On September 25, 1915, the British army tried to break through German lines on the Gohelle plain near the village of Loos. It was part of a broader push by the French and British allies which also involved a major French offensive in the region of Champagne. The Battle of Loos was the largest battle by British forces on the Western front during 1915.

It was also the first in which the British used poison gas as part of their battle strategy, releasing 140,000 kg of chlorine gas close to German lines at the beginning of the attack. While the gas did cause a number of German casualties, the wind changed direction and it also resulted in significant British casualties.

The British committed six divisions numbering 75,000 soldiers on the first day of the attack in a bid to defeat the Germans through numerical superiority. Lack of artillery ammunition for the initial shelling of the German trenches meant that the British forces came under heavy fire as they crossed the open ground.
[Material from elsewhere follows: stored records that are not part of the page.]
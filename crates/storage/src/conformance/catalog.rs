use std::future::Future;

use super::{install_catalog, make_status, make_transition, TestResult};
use crate::record::StatusId;
use crate::{StorageError, WorkflowStore};

pub(super) async fn run_catalog_tests<S, F, Fut>(factory: &F) -> Vec<TestResult>
where
    S: WorkflowStore,
    F: Fn() -> Fut,
    Fut: Future<Output = S>,
{
    vec![
        TestResult::from_result(
            "catalog",
            "empty_store_has_empty_catalog",
            empty_store_has_empty_catalog(factory).await,
        ),
        TestResult::from_result(
            "catalog",
            "statuses_ordered_by_display_order",
            statuses_ordered_by_display_order(factory).await,
        ),
        TestResult::from_result(
            "catalog",
            "duplicate_status_name_rejected",
            duplicate_status_name_rejected(factory).await,
        ),
        TestResult::from_result(
            "catalog",
            "transition_names_resolved",
            transition_names_resolved(factory).await,
        ),
        TestResult::from_result(
            "catalog",
            "duplicate_transition_rejected",
            duplicate_transition_rejected(factory).await,
        ),
        TestResult::from_result(
            "catalog",
            "transition_to_unknown_status_rejected",
            transition_to_unknown_status_rejected(factory).await,
        ),
    ]
}

async fn empty_store_has_empty_catalog<S, F, Fut>(factory: &F) -> Result<(), String>
where
    S: WorkflowStore,
    F: Fn() -> Fut,
    Fut: Future<Output = S>,
{
    let storage = factory().await;
    let statuses = storage.list_statuses().await.map_err(|e| e.to_string())?;
    let transitions = storage.list_transitions().await.map_err(|e| e.to_string())?;
    if !statuses.is_empty() || !transitions.is_empty() {
        return Err(format!(
            "expected empty catalog, got {} statuses and {} transitions",
            statuses.len(),
            transitions.len()
        ));
    }
    Ok(())
}

async fn statuses_ordered_by_display_order<S, F, Fut>(factory: &F) -> Result<(), String>
where
    S: WorkflowStore,
    F: Fn() -> Fut,
    Fut: Future<Output = S>,
{
    let storage = factory().await;
    // Inserted out of display order on purpose.
    for (name, order) in [("Late", 30), ("Early", 10), ("Middle", 20)] {
        storage
            .insert_status(make_status(name, false, false, order))
            .await
            .map_err(|e| format!("insert {name}: {e}"))?;
    }

    let names: Vec<String> = storage
        .list_statuses()
        .await
        .map_err(|e| e.to_string())?
        .into_iter()
        .map(|s| s.name)
        .collect();
    if names != ["Early", "Middle", "Late"] {
        return Err(format!("unexpected order: {names:?}"));
    }
    Ok(())
}

async fn duplicate_status_name_rejected<S, F, Fut>(factory: &F) -> Result<(), String>
where
    S: WorkflowStore,
    F: Fn() -> Fut,
    Fut: Future<Output = S>,
{
    let storage = factory().await;
    install_catalog(&storage).await?;

    match storage
        .insert_status(make_status("Open", false, false, 9))
        .await
    {
        Err(StorageError::DuplicateStatus { name }) if name == "Open" => Ok(()),
        Err(e) => Err(format!("expected DuplicateStatus, got: {e}")),
        Ok(record) => Err(format!("duplicate accepted with id {}", record.id)),
    }
}

async fn transition_names_resolved<S, F, Fut>(factory: &F) -> Result<(), String>
where
    S: WorkflowStore,
    F: Fn() -> Fut,
    Fut: Future<Output = S>,
{
    let storage = factory().await;
    let catalog = install_catalog(&storage).await?;

    let transitions = storage.list_transitions().await.map_err(|e| e.to_string())?;
    if transitions.len() != 3 {
        return Err(format!("expected 3 transitions, got {}", transitions.len()));
    }
    let finish = transitions
        .iter()
        .find(|t| t.from_status_id == catalog.open && t.to_status_id == catalog.done)
        .ok_or("Open -> Done missing")?;
    if finish.from_status_name != "Open" || finish.to_status_name != "Done" {
        return Err(format!(
            "names not resolved: {} -> {}",
            finish.from_status_name, finish.to_status_name
        ));
    }
    Ok(())
}

async fn duplicate_transition_rejected<S, F, Fut>(factory: &F) -> Result<(), String>
where
    S: WorkflowStore,
    F: Fn() -> Fut,
    Fut: Future<Output = S>,
{
    let storage = factory().await;
    let catalog = install_catalog(&storage).await?;

    match storage
        .insert_transition(make_transition(catalog.open, catalog.held, "Hold again"))
        .await
    {
        Err(StorageError::DuplicateTransition { .. }) => Ok(()),
        Err(e) => Err(format!("expected DuplicateTransition, got: {e}")),
        Ok(_) => Err("duplicate (source, destination) pair accepted".to_string()),
    }
}

async fn transition_to_unknown_status_rejected<S, F, Fut>(factory: &F) -> Result<(), String>
where
    S: WorkflowStore,
    F: Fn() -> Fut,
    Fut: Future<Output = S>,
{
    let storage = factory().await;
    let catalog = install_catalog(&storage).await?;

    match storage
        .insert_transition(make_transition(catalog.open, StatusId(9999), "Nowhere"))
        .await
    {
        Err(StorageError::StatusNotFound { status_id }) if status_id == StatusId(9999) => Ok(()),
        Err(e) => Err(format!("expected StatusNotFound, got: {e}")),
        Ok(_) => Err("transition to unknown status accepted".to_string()),
    }
}
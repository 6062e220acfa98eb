use std::future::Future;
use std::sync::Arc;

use super::{install_catalog, install_transaction, make_history, TestResult};
use crate::{StorageError, WorkflowStore};

/// Number of concurrent tasks to spawn in each test.
const N: usize = 10;

pub(super) async fn run_concurrent_tests<S, F, Fut>(factory: &F) -> Vec<TestResult>
where
    S: WorkflowStore,
    F: Fn() -> Fut,
    Fut: Future<Output = S>,
{
    vec![
        TestResult::from_result(
            "concurrent",
            "concurrent_transitions_exactly_one_wins",
            concurrent_transitions_exactly_one_wins(factory).await,
        ),
        TestResult::from_result(
            "concurrent",
            "concurrent_transitions_different_transactions_all_succeed",
            concurrent_transitions_different_transactions_all_succeed(factory).await,
        ),
    ]
}

// ── Same transaction: exactly one wins ──────────────────────────────────────

/// N tasks race to move the same transaction out of version 0, half towards
/// Held and half towards Done. Exactly one commits; the others see
/// ConcurrentConflict, and exactly one history record exists afterwards.
async fn concurrent_transitions_exactly_one_wins<S, F, Fut>(factory: &F) -> Result<(), String>
where
    S: WorkflowStore,
    F: Fn() -> Fut,
    Fut: Future<Output = S>,
{
    let storage = Arc::new(factory().await);
    let c = install_catalog(storage.as_ref()).await?;
    let id = install_transaction(storage.as_ref(), c.open).await?;

    let mut handles = Vec::new();
    for i in 0..N {
        let s = storage.clone();
        let to = if i % 2 == 0 { c.held } else { c.done };
        handles.push(tokio::spawn(async move {
            match s
                .commit_transition(id, 0, c.open, to, make_history(id, c.open, to))
                .await
            {
                Ok(_) => Ok(Some(to)),
                Err(StorageError::ConcurrentConflict { .. }) => Ok(None),
                Err(e) => Err(e),
            }
        }));
    }

    let mut winners = Vec::new();
    for handle in handles {
        let outcome = handle
            .await
            .map_err(|e| format!("task panic: {e}"))?
            .map_err(|e: StorageError| format!("storage error: {e}"))?;
        winners.extend(outcome);
    }

    let [winner] = winners.as_slice() else {
        return Err(format!("expected exactly 1 winner, got {}", winners.len()));
    };

    let record = storage.get_transaction(id).await.map_err(|e| e.to_string())?;
    if record.version != 1 || record.status_id != *winner {
        return Err(format!(
            "final record inconsistent: status {} version {}",
            record.status_id, record.version
        ));
    }
    let history = storage.list_history(id).await.map_err(|e| e.to_string())?;
    if history.len() != 1 {
        return Err(format!("expected 1 history record, got {}", history.len()));
    }
    Ok(())
}

// ── Different transactions: all succeed ─────────────────────────────────────

/// No false conflicts when there is no contention.
async fn concurrent_transitions_different_transactions_all_succeed<S, F, Fut>(
    factory: &F,
) -> Result<(), String>
where
    S: WorkflowStore,
    F: Fn() -> Fut,
    Fut: Future<Output = S>,
{
    let storage = Arc::new(factory().await);
    let c = install_catalog(storage.as_ref()).await?;

    let mut ids = Vec::new();
    for _ in 0..N {
        ids.push(install_transaction(storage.as_ref(), c.open).await?);
    }

    let mut handles = Vec::new();
    for &id in &ids {
        let s = storage.clone();
        handles.push(tokio::spawn(async move {
            s.commit_transition(id, 0, c.open, c.held, make_history(id, c.open, c.held))
                .await
        }));
    }

    for (i, handle) in handles.into_iter().enumerate() {
        handle
            .await
            .map_err(|e| format!("task {i} panic: {e}"))?
            .map_err(|e| format!("task {i} failed: {e}"))?;
    }

    for id in ids {
        let record = storage.get_transaction(id).await.map_err(|e| e.to_string())?;
        if record.status_id != c.held || record.version != 1 {
            return Err(format!(
                "{id}: expected Held at version 1, got status {} version {}",
                record.status_id, record.version
            ));
        }
    }
    Ok(())
}
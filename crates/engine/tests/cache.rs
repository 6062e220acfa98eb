//! Graph cache behaviour as seen through the engine.

use std::str::FromStr;
use std::sync::Arc;
use std::time::Duration;

use rust_decimal::Decimal;
use txflow_engine::{
    CacheConfig, EngineConfig, EngineError, NewTransaction, TransitionRequest, WorkflowEngine,
};
use txflow_storage::{seed, MemoryStore, NewStatus, NewTransition, WorkflowStore};

fn payment() -> NewTransaction {
    NewTransaction {
        amount: Decimal::from_str("10.00").unwrap(),
        currency: "CHF".to_string(),
        customer_id: "CUST-CACHE".to_string(),
        description: None,
    }
}

fn new_status(name: &str) -> NewStatus {
    NewStatus {
        name: name.to_string(),
        description: None,
        is_initial: false,
        is_final: false,
        display_order: 20,
    }
}

#[tokio::test]
async fn admin_changes_visible_before_ttl() {
    let engine = WorkflowEngine::new(Arc::new(MemoryStore::seeded()), EngineConfig::default());
    let admin = engine.admin();
    let txn = engine.create_transaction(payment()).await.unwrap();

    let review = admin.add_status(new_status("Manual Review")).await.unwrap();
    admin
        .add_transition(NewTransition {
            from_status_id: seed::CREATED,
            to_status_id: review.id,
            name: "Escalate".to_string(),
            description: Some("Send to a human".to_string()),
            requires_comment: true,
            is_rollback: false,
        })
        .await
        .unwrap();

    let available = engine.list_available_transitions(txn.id).await.unwrap();
    assert!(available.iter().any(|t| t.transition_name == "Escalate"));

    let escalated = engine
        .request_transition(
            txn.id,
            TransitionRequest::to(review.id).with_reason("amount looks off"),
        )
        .await
        .unwrap();
    assert_eq!(escalated.status.name, "Manual Review");
}

#[tokio::test]
async fn direct_store_writes_wait_for_invalidation() {
    let store = Arc::new(MemoryStore::seeded());
    let engine = WorkflowEngine::new(store.clone(), EngineConfig::default());
    assert_eq!(engine.graph().await.unwrap().statuses().len(), 5);

    store.insert_status(new_status("Archived")).await.unwrap();
    assert_eq!(engine.graph().await.unwrap().statuses().len(), 5);

    engine.invalidate_graph_cache();
    assert_eq!(engine.graph().await.unwrap().statuses().len(), 6);
}

#[tokio::test(start_paused = true)]
async fn expiry_picks_up_direct_store_writes() {
    let store = Arc::new(MemoryStore::seeded());
    let config = EngineConfig {
        cache: CacheConfig {
            absolute_ttl_secs: 60,
            sliding_ttl_secs: 30,
            grace_secs: 10,
        },
        ..EngineConfig::default()
    };
    let engine = WorkflowEngine::new(store.clone(), config);
    engine.graph().await.unwrap();

    store.insert_status(new_status("Archived")).await.unwrap();
    tokio::time::advance(Duration::from_secs(31)).await;
    assert_eq!(engine.graph().await.unwrap().statuses().len(), 6);
}

#[tokio::test(flavor = "multi_thread", worker_threads = 4)]
async fn concurrent_cold_start_reloads_once() {
    let store = Arc::new(MemoryStore::seeded());
    store.set_latency(Duration::from_millis(25));
    let engine = Arc::new(WorkflowEngine::new(store, EngineConfig::default()));

    let handles: Vec<_> = (0..16)
        .map(|_| {
            let engine = engine.clone();
            tokio::spawn(async move { engine.graph().await.map(|g| g.statuses().len()) })
        })
        .collect();
    for handle in handles {
        assert_eq!(handle.await.unwrap().unwrap(), 5);
    }

    let stats = engine.cache_stats();
    assert_eq!(stats.reloads, 1);
    assert_eq!(stats.misses, 1);
    assert_eq!(stats.hits, 15);
}

#[tokio::test(start_paused = true)]
async fn request_deadline_reports_timeout_and_writes_nothing() {
    let store = Arc::new(MemoryStore::seeded());
    let engine = WorkflowEngine::new(store.clone(), EngineConfig::default());
    let txn = engine.create_transaction(payment()).await.unwrap();

    store.set_latency(Duration::from_millis(300));
    let err = engine
        .request_transition(
            txn.id,
            TransitionRequest::to(seed::VALIDATED).with_deadline(Duration::from_millis(500)),
        )
        .await
        .unwrap_err();
    assert!(matches!(err, EngineError::Timeout { .. }), "{err}");
    assert!(err.is_transient());
    assert!(err.rejection().is_none());

    store.set_latency(Duration::ZERO);
    let detail = engine.get_transaction(txn.id).await.unwrap();
    assert_eq!(detail.transaction.status.id, seed::CREATED);
    assert!(detail.history.is_empty());
}

#[tokio::test]
async fn store_outage_is_transient_not_rejection() {
    let store = Arc::new(MemoryStore::seeded());
    let engine = WorkflowEngine::new(store.clone(), EngineConfig::default());
    let txn = engine.create_transaction(payment()).await.unwrap();

    store.set_available(false);
    let err = engine
        .request_transition(txn.id, TransitionRequest::to(seed::VALIDATED))
        .await
        .unwrap_err();
    assert_eq!(err.code(), "store_unavailable");
    assert!(err.is_transient());
}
The German defensive positions remained strong due to the lack of heavy shelling and while there was some small success in breaking through the German lines on the first day of the battle, a delay in the arrival of reinforcements for the British meant that the positions won could not be held and after three days the British retreated to their former lines.

The Battle of Loos continued until October 14, with the Germans successfully repelling the Allied offensive. It resulted in the deaths of tens of thousands of young men, with over 59,000 casualties among the British forces. More than 20 percent of the total number of British casualties on the Western Front in 1915 happened during the Battle of Loos. Some 26,000 German soldiers also lost their lives. Approximately 20,000 soldiers killed in this battle have no known grave, their bodies never recovered.